What you return should be the lines from the first line of the records below through the line holding "状态事件 (crossbeam 通道)", unchanged.
━━━ Input material ━━━
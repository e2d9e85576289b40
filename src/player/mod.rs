// Ultralytics 🚀 AGPL-3.0 License - https://ultralytics.com/license
/// 视频播放器 (Video Player)
///
/// 独立解码线程, 负责拉流解码并对外发布播放状态
/// - Decoder:      FFmpeg 拉流解码 (每次 prepare 一个新线程)
/// - DecodeFilter: 帧过滤与 YUV → RGBA 转换, 写入最新帧槽位
/// - VideoPlayer:  生命周期控制 + 状态事件 (crossbeam 通道)
pub mod decode_filter;
pub mod decoder;

use std::sync::atomic::{AtomicBool, AtomicUsize, Ordering};
use std::sync::{Arc, Mutex, MutexGuard};
use std::thread::JoinHandle;

use anyhow::{bail, Context, Result};
use crossbeam_channel::{Receiver, Sender};
use tracing::{debug, info, warn};

use crate::config::PlayerConfig;
use crate::error::PlaybackError;
use crate::frame::VideoFrame;

pub use decode_filter::DecodeFilter;
pub use decoder::Decoder;

/// 播放状态 (与常见播放引擎的四态一致)
#[derive(Debug, Clone, Copy, PartialEq, Eq)]
pub enum PlaybackState {
    Idle,
    Buffering,
    Ready,
    Ended,
}

/// 播放器事件 (解码线程 → 监听者)
#[derive(Debug, Clone, PartialEq)]
pub enum PlayerEvent {
    StateChanged(PlaybackState),
    Error(PlaybackError),
}

/// 解码参数
#[derive(Debug, Clone)]
pub struct PlaybackOptions {
    pub scale_filter: String,
    pub realtime: bool,
}

impl From<&PlayerConfig> for PlaybackOptions {
    fn from(config: &PlayerConfig) -> Self {
        Self {
            scale_filter: config.scale_filter.clone(),
            realtime: config.realtime,
        }
    }
}

/// 播放器与解码线程共享的状态
pub struct PlayerShared {
    generation: AtomicUsize, // 解码器代数ID, 每次 prepare/release 递增
    paused: AtomicBool,
    state: Mutex<PlaybackState>,
    latest_frame: Mutex<Option<VideoFrame>>,
    events: Sender<PlayerEvent>,
}

impl PlayerShared {
    fn new(events: Sender<PlayerEvent>) -> Self {
        Self {
            generation: AtomicUsize::new(0),
            paused: AtomicBool::new(false),
            state: Mutex::new(PlaybackState::Idle),
            latest_frame: Mutex::new(None),
            events,
        }
    }

    fn state_lock(&self) -> MutexGuard<'_, PlaybackState> {
        self.state.lock().unwrap_or_else(|e| e.into_inner())
    }

    fn frame_lock(&self) -> MutexGuard<'_, Option<VideoFrame>> {
        self.latest_frame.lock().unwrap_or_else(|e| e.into_inner())
    }

    pub fn is_current(&self, generation: usize) -> bool {
        self.generation.load(Ordering::Acquire) == generation
    }

    pub fn is_paused(&self) -> bool {
        self.paused.load(Ordering::Relaxed)
    }

    pub fn state(&self) -> PlaybackState {
        *self.state_lock()
    }

    /// 开始新一代解码, 旧解码线程在下一帧时自行退出
    fn next_generation(&self) -> usize {
        let _state = self.state_lock();
        self.generation.fetch_add(1, Ordering::AcqRel) + 1
    }

    /// 状态切换; 过期代数或状态未变化时忽略
    pub fn transition(&self, generation: usize, next: PlaybackState) {
        let mut state = self.state_lock();
        if !self.is_current(generation) || *state == next {
            return;
        }
        debug!("播放状态: {:?} → {:?}", *state, next);
        *state = next;
        let _ = self.events.send(PlayerEvent::StateChanged(next));
    }

    /// 强制回到 Idle (release 使用, 不校验代数)
    fn force_idle(&self) {
        let mut state = self.state_lock();
        if *state != PlaybackState::Idle {
            *state = PlaybackState::Idle;
            let _ = self.events.send(PlayerEvent::StateChanged(PlaybackState::Idle));
        }
    }

    /// 发布新帧; 第一帧到达时进入 Ready
    pub fn publish_frame(&self, generation: usize, frame: VideoFrame) -> bool {
        if !self.is_current(generation) {
            return false;
        }
        *self.frame_lock() = Some(frame);
        self.transition(generation, PlaybackState::Ready);
        true
    }

    /// 上报播放错误并回到 Idle
    pub fn report_error(&self, generation: usize, error: PlaybackError) {
        if !self.is_current(generation) {
            return;
        }
        let _ = self.events.send(PlayerEvent::Error(error));
        self.transition(generation, PlaybackState::Idle);
    }

    pub fn latest_frame(&self) -> Option<VideoFrame> {
        self.frame_lock().clone()
    }

    fn clear_frame(&self) {
        *self.frame_lock() = None;
    }
}

/// 视频播放器: 持有一个 FFmpeg 解码实例
pub struct VideoPlayer {
    options: PlaybackOptions,
    media_url: Option<String>,
    shared: Arc<PlayerShared>,
    play_when_ready: bool,
    decode_thread: Option<JoinHandle<()>>,
}

impl VideoPlayer {
    /// 创建空闲播放器, 返回事件接收端 (监听者)
    pub fn new(options: PlaybackOptions) -> (Self, Receiver<PlayerEvent>) {
        let (tx, rx) = crossbeam_channel::unbounded();
        let player = Self {
            options,
            media_url: None,
            shared: Arc::new(PlayerShared::new(tx)),
            play_when_ready: false,
            decode_thread: None,
        };
        (player, rx)
    }

    pub fn set_media_item(&mut self, url: impl Into<String>) {
        self.media_url = Some(url.into());
    }

    /// 启动解码线程 (重复调用会从头重新播放)
    pub fn prepare(&mut self) -> Result<()> {
        let Some(url) = self.media_url.clone() else {
            bail!("no media item set");
        };

        let generation = self.shared.next_generation();
        self.shared.clear_frame();
        self.shared.transition(generation, PlaybackState::Buffering);

        let shared = Arc::clone(&self.shared);
        let options = self.options.clone();
        let handle = std::thread::Builder::new()
            .name(format!("decoder-{}", generation))
            .spawn(move || {
                Decoder::new(url, generation, options, shared).run();
            })
            .context("failed to spawn decoder thread")?;

        // 旧线程不等待, 由代数ID让其自行退出
        self.decode_thread = Some(handle);
        info!("▶️ 播放器已准备 (Gen: {})", generation);
        Ok(())
    }

    pub fn set_play_when_ready(&mut self, play_when_ready: bool) {
        self.play_when_ready = play_when_ready;
        self.shared.paused.store(!play_when_ready, Ordering::Relaxed);
    }

    pub fn play_when_ready(&self) -> bool {
        self.play_when_ready
    }

    /// 正在播放 = 已就绪且未暂停
    pub fn is_playing(&self) -> bool {
        self.play_when_ready && self.shared.state() == PlaybackState::Ready
    }

    pub fn state(&self) -> PlaybackState {
        self.shared.state()
    }

    /// 当前画面
    pub fn current_frame(&self) -> Option<VideoFrame> {
        self.shared.latest_frame()
    }

    /// 当前播放位置 = 最新画面的时间戳
    pub fn position_ms(&self) -> u64 {
        self.shared.latest_frame().map_or(0, |f| f.pts_ms)
    }

    /// 可跨线程读取当前画面的句柄
    pub fn frame_handle(&self) -> FrameHandle {
        FrameHandle {
            shared: Arc::clone(&self.shared),
        }
    }

    /// 测试用: 直接切换当前代的播放状态
    #[cfg(test)]
    pub(crate) fn enter_state(&self, state: PlaybackState) {
        let generation = self.shared.generation.load(Ordering::Acquire);
        self.shared.transition(generation, state);
    }

    /// 释放解码资源
    pub fn release(&mut self) {
        self.shared.next_generation();
        self.shared.force_idle();
        self.shared.clear_frame();
        if let Some(handle) = self.decode_thread.take() {
            if handle.is_finished() {
                let _ = handle.join();
            } else {
                // FFmpeg 阻塞读取无法中断, 线程在下一帧或超时后退出
                warn!("⚠️ 解码线程仍在运行, 将在下一帧时退出");
            }
        }
    }
}

impl Drop for VideoPlayer {
    fn drop(&mut self) {
        self.release();
    }
}

/// 播放器当前画面的只读句柄
#[derive(Clone)]
pub struct FrameHandle {
    shared: Arc<PlayerShared>,
}

impl FrameHandle {
    pub fn latest(&self) -> Option<VideoFrame> {
        self.shared.latest_frame()
    }
}

#[cfg(test)]
mod tests {
    use super::*;

    fn shared() -> (Arc<PlayerShared>, Receiver<PlayerEvent>) {
        let (tx, rx) = crossbeam_channel::unbounded();
        (Arc::new(PlayerShared::new(tx)), rx)
    }

    #[test]
    fn test_first_frame_makes_ready() {
        let (shared, rx) = shared();
        let gen = shared.next_generation();
        shared.transition(gen, PlaybackState::Buffering);

        assert!(shared.publish_frame(gen, VideoFrame::new(vec![0; 4], 1, 1, 0)));
        assert!(shared.publish_frame(gen, VideoFrame::new(vec![0; 4], 1, 1, 1)));

        let events: Vec<_> = rx.try_iter().collect();
        assert_eq!(
            events,
            vec![
                PlayerEvent::StateChanged(PlaybackState::Buffering),
                PlayerEvent::StateChanged(PlaybackState::Ready),
            ]
        );
        assert_eq!(shared.latest_frame().map(|f| f.index), Some(1));
    }

    #[test]
    fn test_position_follows_latest_frame() {
        let (mut player, _rx) = VideoPlayer::new(PlaybackOptions {
            scale_filter: String::new(),
            realtime: true,
        });
        assert_eq!(player.position_ms(), 0);

        let gen = player.shared.next_generation();
        player
            .shared
            .publish_frame(gen, VideoFrame::new(vec![0; 4], 1, 1, 7).with_pts_ms(2300));
        assert_eq!(player.position_ms(), 2300);

        player.release();
        assert_eq!(player.position_ms(), 0);
        assert_eq!(player.state(), PlaybackState::Idle);
    }

    #[test]
    fn test_stale_generation_is_ignored() {
        let (shared, rx) = shared();
        let old = shared.next_generation();
        let _new = shared.next_generation();

        assert!(!shared.publish_frame(old, VideoFrame::new(vec![0; 4], 1, 1, 0)));
        shared.transition(old, PlaybackState::Ended);
        shared.report_error(old, PlaybackError::classify("Connection refused"));

        assert!(rx.try_recv().is_err());
        assert!(shared.latest_frame().is_none());
        assert_eq!(shared.state(), PlaybackState::Idle);
    }

    #[test]
    fn test_error_goes_idle() {
        let (shared, rx) = shared();
        let gen = shared.next_generation();
        shared.transition(gen, PlaybackState::Buffering);
        shared.report_error(gen, PlaybackError::classify("Server returned 403 Forbidden"));

        let events: Vec<_> = rx.try_iter().collect();
        assert_eq!(events.len(), 3);
        assert!(matches!(events[1], PlayerEvent::Error(PlaybackError::Io(_))));
        assert_eq!(events[2], PlayerEvent::StateChanged(PlaybackState::Idle));
    }

    #[test]
    fn test_prepare_without_media_fails() {
        let (mut player, _rx) = VideoPlayer::new(PlaybackOptions {
            scale_filter: String::new(),
            realtime: true,
        });
        assert!(player.prepare().is_err());
        assert_eq!(player.state(), PlaybackState::Idle);
        assert!(!player.is_playing());
    }
}
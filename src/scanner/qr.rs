// Ultralytics 🚀 AGPL-3.0 License - https://ultralytics.com/license
//! rqrr 二维码识别
//! 职责: 灰度图 → (可选缩放) → 定位网格 → 解码

use anyhow::{Context, Result};
use fast_image_resize as fr;
use image::GrayImage;
use tracing::debug;

use super::{Barcode, BarcodeFormat, BarcodeScanner};

/// 识别参数
#[derive(Debug, Clone)]
pub struct ScannerOptions {
    /// 最长边超过该值时先缩小, 0 表示不缩放
    pub max_dimension: u32,
}

impl Default for ScannerOptions {
    fn default() -> Self {
        Self {
            max_dimension: 1280,
        }
    }
}

/// 二维码识别器
#[derive(Debug, Clone, Default)]
pub struct QrScanner {
    options: ScannerOptions,
}

impl QrScanner {
    pub fn new(options: ScannerOptions) -> Self {
        Self { options }
    }

    /// 按最长边限制缩小, 返回 (图像, 缩放系数)
    fn fit(&self, image: &GrayImage) -> Result<(GrayImage, f32)> {
        let (w, h) = image.dimensions();
        let max = self.options.max_dimension;
        let longest = w.max(h);
        if max == 0 || longest <= max {
            return Ok((image.clone(), 1.0));
        }

        let scale = max as f32 / longest as f32;
        let dst_w = ((w as f32 * scale).round() as u32).max(1);
        let dst_h = ((h as f32 * scale).round() as u32).max(1);

        let src = fr::images::Image::from_vec_u8(w, h, image.as_raw().clone(), fr::PixelType::U8)
            .context("创建缩放源图像失败")?;
        let mut dst = fr::images::Image::new(dst_w, dst_h, fr::PixelType::U8);

        // 双线性插值
        let mut resizer = fr::Resizer::new();
        resizer
            .resize(
                &src,
                &mut dst,
                &fr::ResizeOptions::new()
                    .resize_alg(fr::ResizeAlg::Convolution(fr::FilterType::Bilinear)),
            )
            .context("缩放失败")?;

        let resized = GrayImage::from_raw(dst_w, dst_h, dst.buffer().to_vec())
            .context("缩放结果尺寸不匹配")?;
        Ok((resized, 1.0 / scale))
    }
}

impl BarcodeScanner for QrScanner {
    fn process(&self, image: &GrayImage) -> Result<Vec<Barcode>> {
        let (image, inv_scale) = self.fit(image)?;
        let (w, h) = image.dimensions();

        let mut prepared = rqrr::PreparedImage::prepare_from_greyscale(
            w as usize,
            h as usize,
            |x, y| image.get_pixel(x as u32, y as u32)[0],
        );
        let grids = prepared.detect_grids();

        let barcodes = grids
            .into_iter()
            .map(|grid| {
                let corners = grid.bounds.map(|p| {
                    (
                        (p.x as f32 * inv_scale).round() as i32,
                        (p.y as f32 * inv_scale).round() as i32,
                    )
                });
                let display_value = match grid.decode() {
                    Ok((_meta, content)) => Some(content),
                    Err(e) => {
                        debug!("二维码解码失败: {:?}", e);
                        None
                    }
                };
                Barcode {
                    format: BarcodeFormat::QrCode,
                    display_value,
                    corners,
                }
            })
            .collect();

        Ok(barcodes)
    }
}

#[cfg(test)]
mod tests {
    use super::*;

    #[test]
    fn test_blank_image_has_no_codes() {
        let scanner = QrScanner::default();
        let image = GrayImage::from_pixel(64, 48, image::Luma([255]));
        assert!(scanner.process(&image).unwrap().is_empty());
    }

    #[test]
    fn test_fit_downscales_longest_side() {
        let scanner = QrScanner::new(ScannerOptions { max_dimension: 100 });
        let image = GrayImage::from_pixel(400, 200, image::Luma([128]));
        let (resized, inv) = scanner.fit(&image).unwrap();
        assert_eq!(resized.dimensions(), (100, 50));
        assert!((inv - 4.0).abs() < 1e-5);
    }

    #[test]
    fn test_fit_keeps_small_images() {
        let scanner = QrScanner::new(ScannerOptions { max_dimension: 0 });
        let image = GrayImage::from_pixel(4000, 10, image::Luma([0]));
        let (resized, inv) = scanner.fit(&image).unwrap();
        assert_eq!(resized.dimensions(), (4000, 10));
        assert_eq!(inv, 1.0);
    }
}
━━━
## Exercise response:
repository e2d9e85576289b40
filename src/player/mod.rs
// Ultralytics 🚀 AGPL-3.0 License - https://ultralytics.com/license
/// 视频播放器 (Video Player)
///
/// 独立解码线程, 负责拉流解码并对外发布播放状态
/// - Decoder:      FFmpeg 拉流解码 (每次 prepare 一个新线程)
/// - DecodeFilter: 帧过滤与 YUV → RGBA 转换, 写入最新帧槽位
/// - VideoPlayer:  生命周期控制 + 状态事件 (crossbeam 通道)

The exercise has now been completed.